Çünkü batılılar sizi kullanıyor. İşlerine yaramadığınız
an sizleri de aynı kategoriye koymaktan çekinmezler. Tarih bunun
örnekleriyle doludur.
ABD kurulduğu
tarihten itibaren haçlı savaşlarına katılmamış bir ülke
olarak, neden “haçlı seferleri” cümlesini telaffuz etmiştir;
ABD bu cümleyi sarf ederken Avrupalıları yanında görmek istemiştir.
Çünkü haçlı zihniyeti ve orduları Avrupa’nın sahip olduğu
geçmişten gelen bir vasıftır. Onlara tek millet olduklarını
hatırlatmak istemiştir. Hepsinin düşmanı aynıdır. Yani Müslümanlardır.
Müslümanların başlarındaki hain idareciler bunu çok iyi kavradıklarından,
yerlerini garanti etmek açısından onlarla işbirliği yapmaktadırlar.

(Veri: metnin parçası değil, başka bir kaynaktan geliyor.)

// ---------------------------------------------------------------------------
// Declaration pass
// ---------------------------------------------------------------------------

struct TypeFrame {
    name: String,
    is_interface: bool,
    body_depth: i32,
}

struct DeclarationPass<'a> {
    path: &'a Path,
    tokens: &'a [Token],
    declarations: Vec<Declaration>,
    /// Token indices excluded from reference collection: modifiers and
    /// declared names.
    skip: HashSet<usize>,
    /// Token ranges of constructor parameter lists (inclusive).
    ctor_param_ranges: Vec<(usize, usize)>,
}

struct PassResult {
    declarations: Vec<Declaration>,
    skip: HashSet<usize>,
    ctor_param_ranges: Vec<(usize, usize)>,
}
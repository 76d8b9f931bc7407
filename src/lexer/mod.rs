//! Lexical scanner for C# source.
//!
//! Produces a typed token stream that the heuristic evidence extractor and
//! the overlays pattern-match over token windows. Comments, string literals
//! (including verbatim and interpolated forms) and char literals are
//! consumed so their contents never produce spurious identifiers.

/// A single token with the 1-indexed line it starts on.
#[derive(Debug, Clone, PartialEq, Eq)]
pub struct Token {
    pub kind: TokenKind,
    pub line: usize,
}

#[derive(Debug, Clone, PartialEq, Eq)]
pub enum TokenKind {
    Ident(String),
    Str,
    Number,
    LParen,
    RParen,
    LBrace,
    RBrace,
    LBracket,
    RBracket,
    Lt,
    Gt,
    Dot,
    Comma,
    Colon,
    Semi,
    Question,
    /// `=>`
    Arrow,
    /// `=` (never `==`)
    Assign,
    /// Any other operator character
    Op(char),
}

impl Token {
    /// The identifier text, if this is an identifier token.
    pub fn ident(&self) -> Option<&str> {
        match &self.kind {
            TokenKind::Ident(s) => Some(s.as_str()),
            _ => None,
        }
    }

    pub fn is_ident(&self, text: &str) -> bool {
        self.ident() == Some(text)
    }
}

/// C# reserved words. Identifiers in this set never resolve to a declared
/// symbol and are skipped when collecting usage references.
const KEYWORDS: &[&str] = &[
    "abstract", "as", "base", "bool", "break", "byte", "case", "catch", "char", "checked", "class",
    "const", "continue", "decimal", "default", "delegate", "do", "double", "else", "enum", "event",
    "explicit", "extern", "false", "finally", "fixed", "float", "for", "foreach", "goto", "if",
    "implicit", "in", "int", "interface", "internal", "is", "lock", "long", "namespace", "new",
    "null", "object", "operator", "out", "override", "params", "private", "protected", "public",
    "readonly", "record", "ref", "return", "sbyte", "sealed", "short", "sizeof", "stackalloc",
    "static", "string", "struct", "switch", "this", "throw", "true", "try", "typeof", "uint",
    "ulong", "unchecked", "unsafe", "ushort", "using", "var", "virtual", "void", "volatile",
    "while", "yield", "async", "await", "get", "set", "init", "value", "where", "when", "nameof",
    "partial", "dynamic", "global", "required",
];

pub fn is_keyword(word: &str) -> bool {
    KEYWORDS.contains(&word)
}

/// Scan a source text into a token stream.
pub fn scan(source: &str) -> Vec<Token> {
    let chars: Vec<char> = source.chars().collect();
    let mut tokens = Vec::new();
    let mut line = 1usize;
    let mut i = 0usize;

    while i < chars.len() {
        let c = chars[i];

        if c == '\n' {
            line += 1;
            i += 1;
            continue;
        }
        if c.is_whitespace() {
            i += 1;
            continue;
        }

        // Line comment
        if c == '/' && chars.get(i + 1) == Some(&'/') {
            while i < chars.len() && chars[i] != '\n' {
                i += 1;
            }
            continue;
        }

        // Block comment
        if c == '/' && chars.get(i + 1) == Some(&'*') {
            i += 2;
            while i < chars.len() {
                if chars[i] == '\n' {
                    line += 1;
                }
                if chars[i] == '*' && chars.get(i + 1) == Some(&'/') {
                    i += 2;
                    break;
                }
                i += 1;
            }
            continue;
        }

        // String literals: "...", @"...", $"...", $@"..." / @$"..."
        if c == '"'
            || (c == '@' && chars.get(i + 1) == Some(&'"'))
            || (c == '$' && chars.get(i + 1) == Some(&'"'))
            || (c == '$' && chars.get(i + 1) == Some(&'@') && chars.get(i + 2) == Some(&'"'))
            || (c == '@' && chars.get(i + 1) == Some(&'$') && chars.get(i + 2) == Some(&'"'))
        {
            let start_line = line;
            let mut verbatim = false;
            while i < chars.len() && chars[i] != '"' {
                if chars[i] == '@' {
                    verbatim = true;
                }
                i += 1;
            }
            i += 1; // consume opening quote
            while i < chars.len() {
                let sc = chars[i];
                if sc == '\n' {
                    line += 1;
                }
                if verbatim {
                    // "" escapes a quote in verbatim strings
                    if sc == '"' {
                        if chars.get(i + 1) == Some(&'"') {
                            i += 2;
                            continue;
                        }
                        i += 1;
                        break;
                    }
                } else {
                    if sc == '\\' {
                        i += 2;
                        continue;
                    }
                    if sc == '"' {
                        i += 1;
                        break;
                    }
                }
                i += 1;
            }
            tokens.push(Token { kind: TokenKind::Str, line: start_line });
            continue;
        }

        // Char literal
        if c == '\'' {
            i += 1;
            while i < chars.len() {
                if chars[i] == '\\' {
                    i += 2;
                    continue;
                }
                if chars[i] == '\'' {
                    i += 1;
                    break;
                }
                i += 1;
            }
            tokens.push(Token { kind: TokenKind::Str, line });
            continue;
        }

        // Identifier (a leading @ makes a verbatim identifier)
        if c.is_alphabetic() || c == '_' || (c == '@' && matches!(chars.get(i + 1), Some(n) if n.is_alphabetic() || *n == '_')) {
            if c == '@' {
                i += 1;
            }
            let start = i;
            while i < chars.len() && (chars[i].is_alphanumeric() || chars[i] == '_') {
                i += 1;
            }
            let text: String = chars[start..i].iter().collect();
            tokens.push(Token { kind: TokenKind::Ident(text), line });
            continue;
        }

        // Number
        if c.is_ascii_digit() {
            while i < chars.len()
                && (chars[i].is_ascii_alphanumeric() || chars[i] == '.' || chars[i] == '_')
            {
                // Trailing dot belongs to a member access, not the number
                if chars[i] == '.' && !matches!(chars.get(i + 1), Some(n) if n.is_ascii_digit()) {
                    break;
                }
                i += 1;
            }
            tokens.push(Token { kind: TokenKind::Number, line });
            continue;
        }

        // Operators and punctuation
        let kind = match c {
            '(' => TokenKind::LParen,
            ')' => TokenKind::RParen,
            '{' => TokenKind::LBrace,
            '}' => TokenKind::RBrace,
            '[' => TokenKind::LBracket,
            ']' => TokenKind::RBracket,
            '.' => TokenKind::Dot,
            ',' => TokenKind::Comma,
            ':' => TokenKind::Colon,
            ';' => TokenKind::Semi,
            '?' => TokenKind::Question,
            '<' => {
                if chars.get(i + 1) == Some(&'=') {
                    i += 1;
                    TokenKind::Op('<')
                } else {
                    TokenKind::Lt
                }
            }
            '>' => {
                if chars.get(i + 1) == Some(&'=') {
                    i += 1;
                    TokenKind::Op('>')
                } else {
                    TokenKind::Gt
                }
            }
            '=' => match chars.get(i + 1) {
                Some('>') => {
                    i += 1;
                    TokenKind::Arrow
                }
                Some('=') => {
                    i += 1;
                    TokenKind::Op('=')
                }
                _ => TokenKind::Assign,
            },
            '!' => {
                if chars.get(i + 1) == Some(&'=') {
                    i += 1;
                }
                TokenKind::Op('!')
            }
            other => TokenKind::Op(other),
        };
        tokens.push(Token { kind, line });
        i += 1;
    }

    tokens
}
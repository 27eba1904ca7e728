//! QC evaluation engine
//!
//! One [`QcEngine::evaluate_qc`] call is one logical unit of work: it
//! aggregates the target group's metrics and metadata, evaluates every test
//! of the equivalence group against the highest-numbered version, and only
//! after the whole evaluation succeeds persists the report rows. Any error
//! aborts before persistence; there is no partial commit.

use crate::aggregate::{aggregate_metadata, aggregate_metrics};
use crate::error::QcError;
use crate::outcome::{
    evaluate_decision, evaluate_rule, EvalState, RuleOutcome, TestOutcome,
};
use crate::report::{EquivalenceReportId, ReportStore};
use chrono::Utc;
use prov_entity::{EntityStore, GroupId};
use prov_graph::ProvenanceWalker;
use prov_registry::{EquivalenceGroupId, RuleId, TestRegistry};
use serde::Serialize;
use std::collections::HashMap;
use std::sync::Arc;

/// Engine configuration
#[derive(Debug, Clone)]
pub struct QcConfig {
    /// Name recorded as the evaluating actor in log events
    pub actor: String,
}

impl QcConfig {
    /// Create the default configuration
    #[inline]
    #[must_use]
    pub fn new() -> Self {
        Self::default()
    }

    /// With an evaluating actor name
    #[inline]
    #[must_use]
    pub fn with_actor(mut self, actor: impl Into<String>) -> Self {
        self.actor = actor.into();
        self
    }
}

impl Default for QcConfig {
    fn default() -> Self {
        Self { actor: "qc-engine".to_string() }
    }
}

/// Result of one successful equivalence-group evaluation
#[derive(Debug, Clone, PartialEq, Serialize)]
pub struct QcResult {
    /// Target group evaluated
    pub group: GroupId,
    /// Equivalence group evaluated against
    pub equivalence_group: EquivalenceGroupId,
    /// Overall roll-up: no failing decision across non-skipped tests
    pub is_pass: bool,
    /// Per-test outcomes in evaluation order
    pub tests: Vec<TestOutcome>,
    /// The persisted roll-up row
    pub report: EquivalenceReportId,
}

/// The quality-control decision engine
#[derive(Debug)]
pub struct QcEngine {
    store: Arc<EntityStore>,
    registry: Arc<TestRegistry>,
    reports: ReportStore,
    config: QcConfig,
}

impl QcEngine {
    /// Create an engine over a store and registry
    #[inline]
    #[must_use]
    pub fn new(store: Arc<EntityStore>, registry: Arc<TestRegistry>) -> Self {
        Self { store, registry, reports: ReportStore::new(), config: QcConfig::default() }
    }

    /// Replace the configuration
    #[inline]
    #[must_use]
    pub fn with_config(mut self, config: QcConfig) -> Self {
        self.config = config;
        self
    }

    /// The persisted report rows
    #[inline]
    #[must_use]
    pub fn reports(&self) -> &ReportStore {
        &self.reports
    }

    /// Evaluate an equivalence group against a target group by display name
    ///
    /// # Errors
    /// Fails when either name is unknown or ambiguous, and for every reason
    /// [`Self::evaluate_qc`] fails.
    pub fn evaluate_qc_by_name(
        &self,
        group_name: &str,
        equivalence_name: &str,
    ) -> Result<QcResult, QcError> {
        let mut groups = self.store.groups_named(group_name);
        let group = match groups.len() {
            0 => return Err(QcError::Lookup(format!("no such target group: {group_name}"))),
            1 => groups.remove(0),
            _ => return Err(QcError::Lookup(format!("ambiguous target group: {group_name}"))),
        };
        let equivalence = self.registry.group_by_name(equivalence_name)?;
        self.evaluate_qc(group.id, equivalence.id)
    }

    /// Evaluate an equivalence group against a target group
    ///
    /// The five phases run in order: aggregate, filter, rules, decisions,
    /// roll-up. All outcomes are computed in memory; rows are persisted
    /// only once every phase has succeeded, keyed so re-runs update rather
    /// than duplicate.
    ///
    /// # Errors
    /// - [`QcError::Lookup`]: unresolvable group/test/rule reference
    /// - [`QcError::Conflict`]: contradictory aggregated values
    /// - [`QcError::MissingMandatoryField`]: a `force_field` filter found
    ///   no metadata
    /// - [`QcError::MissingMetric`]: a declared rule had nothing to read
    /// - [`QcError::Vacuous`]: every test was skipped
    pub fn evaluate_qc(
        &self,
        target_group: GroupId,
        equivalence_group: EquivalenceGroupId,
    ) -> Result<QcResult, QcError> {
        if self.store.get_group(target_group).is_none() {
            return Err(QcError::Lookup(format!("unknown target group: {target_group}")));
        }
        let equivalence = self
            .registry
            .get_group(equivalence_group)
            .ok_or_else(|| QcError::Lookup(format!("unknown equivalence group: {equivalence_group}")))?;

        tracing::info!(
            actor = %self.config.actor,
            group = %target_group,
            equivalence = %equivalence.name,
            "starting qc evaluation"
        );

        // Phase 1: aggregate metrics and metadata over the group's artifacts
        let walker = ProvenanceWalker::new(&self.store);
        let artifacts = walker.collect_group_artifacts(target_group);
        let metrics = aggregate_metrics(&self.store, &artifacts)?;
        let metadata = aggregate_metadata(&self.store, &artifacts)?;

        let mut outcomes: Vec<TestOutcome> = Vec::new();
        for test_id in &equivalence.tests {
            let test = self
                .registry
                .get_test(*test_id)
                .ok_or_else(|| QcError::Lookup(format!("unknown test: {test_id}")))?;
            let version = self.registry.latest_version(test.id)?;

            // Phase 2: filters decide whether the test applies at all
            let mut skip = false;
            for filter in &test.filters {
                match metadata.get(&filter.metadata_tag, &filter.metadata_name) {
                    None if filter.force_field => {
                        return Err(QcError::MissingMandatoryField {
                            tag: filter.metadata_tag.clone(),
                            name: filter.metadata_name.clone(),
                        });
                    }
                    None => {
                        tracing::debug!(
                            test = %test.name,
                            tag = %filter.metadata_tag,
                            name = %filter.metadata_name,
                            "filter field absent, filter not applied"
                        );
                    }
                    Some(value) if !filter.accepts(value) => {
                        tracing::debug!(test = %test.name, "filter excluded test");
                        skip = true;
                        break;
                    }
                    Some(_) => {}
                }
            }
            if skip {
                outcomes.push(TestOutcome::skipped(test.id, version.id));
                continue;
            }

            // Phase 3: every declared rule must evaluate or the run aborts
            let mut rules: Vec<RuleOutcome> = Vec::new();
            for rule in self.registry.rules_for(version.id) {
                rules.push(evaluate_rule(&rule, &metrics)?);
            }
            let by_rule: HashMap<RuleId, RuleOutcome> =
                rules.iter().map(|r| (r.rule, r.clone())).collect();

            // Phase 4: decisions combine rule outcomes
            let mut decisions = Vec::new();
            for decision in self.registry.decisions_for(version.id) {
                decisions.push(evaluate_decision(&decision, &by_rule)?);
            }

            let failing = decisions.iter().filter(|d| d.is_fail).count();
            let state = if failing == 0 { EvalState::Pass } else { EvalState::Fail };
            outcomes.push(TestOutcome {
                test: test.id,
                version: version.id,
                state,
                is_skip: false,
                rules,
                decisions,
            });
        }

        // Phase 5: roll-up. A run where nothing was tested must not report.
        if outcomes.iter().all(|t| t.is_skip) {
            tracing::warn!(group = %target_group, "every test was skipped, refusing vacuous pass");
            return Err(QcError::Vacuous(target_group));
        }
        let failing_total: usize =
            outcomes.iter().filter(|t| !t.is_skip).map(TestOutcome::failing_decisions).sum();
        let is_pass = failing_total == 0;

        let report = self.persist(target_group, equivalence_group, is_pass, &outcomes)?;
        tracing::info!(group = %target_group, is_pass, "qc evaluation complete");

        Ok(QcResult {
            group: target_group,
            equivalence_group,
            is_pass,
            tests: outcomes,
            report,
        })
    }

    fn persist(
        &self,
        target_group: GroupId,
        equivalence_group: EquivalenceGroupId,
        is_pass: bool,
        outcomes: &[TestOutcome],
    ) -> Result<EquivalenceReportId, QcError> {
        let now = Utc::now();
        let equivalence_report =
            self.reports.upsert_equivalence(target_group, equivalence_group, is_pass, now);

        for outcome in outcomes {
            let test_report = self.reports.upsert_test(
                target_group,
                equivalence_report,
                outcome.test,
                outcome.is_pass(),
                outcome.is_skip,
            );
            let report = self.reports.upsert_report(
                test_report,
                outcome.version,
                now,
                outcome.is_pass(),
                outcome.is_skip,
            );

            let mut record_ids = HashMap::new();
            for rule in &outcome.rules {
                let id = self.reports.upsert_rule_record(
                    report,
                    rule.rule,
                    &rule.metric,
                    rule.is_pass(),
                    rule.is_warn,
                    rule.is_fail,
                );
                record_ids.insert(rule.rule, id);
            }
            for decision in &outcome.decisions {
                let record_a = *record_ids.get(&decision.rule_a).ok_or_else(|| {
                    QcError::Lookup(format!("no rule record for rule {}", decision.rule_a))
                })?;
                let record_b = match decision.rule_b {
                    Some(rule_b) => Some(*record_ids.get(&rule_b).ok_or_else(|| {
                        QcError::Lookup(format!("no rule record for rule {rule_b}"))
                    })?),
                    None => None,
                };
                self.reports.upsert_decision_record(
                    report,
                    decision.decision,
                    record_a,
                    record_b,
                    decision.is_pass(),
                    decision.is_warn,
                    decision.is_fail,
                );
            }
        }
        Ok(equivalence_report)
    }
}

Bunlar kesinlikle Müslümanlardan değildirler. Eğer öyle olmasa
idi; ellerinde imkanları olduğu halde Afgan halkının yanında
yer almaktan, kafirlere askeri, maddi, hava üslerini, karadan
lojistik destek, ağızlarını kapatarak kafirlere hoş görünmeye
çalışmazlardı.
Cihad elbette vardır
ve İslam’ın bir emridir. Bu kıyamete kadarda devam edecektir.
İman ettim diyenler, tabi ki saflarını belli etmek zorundadır.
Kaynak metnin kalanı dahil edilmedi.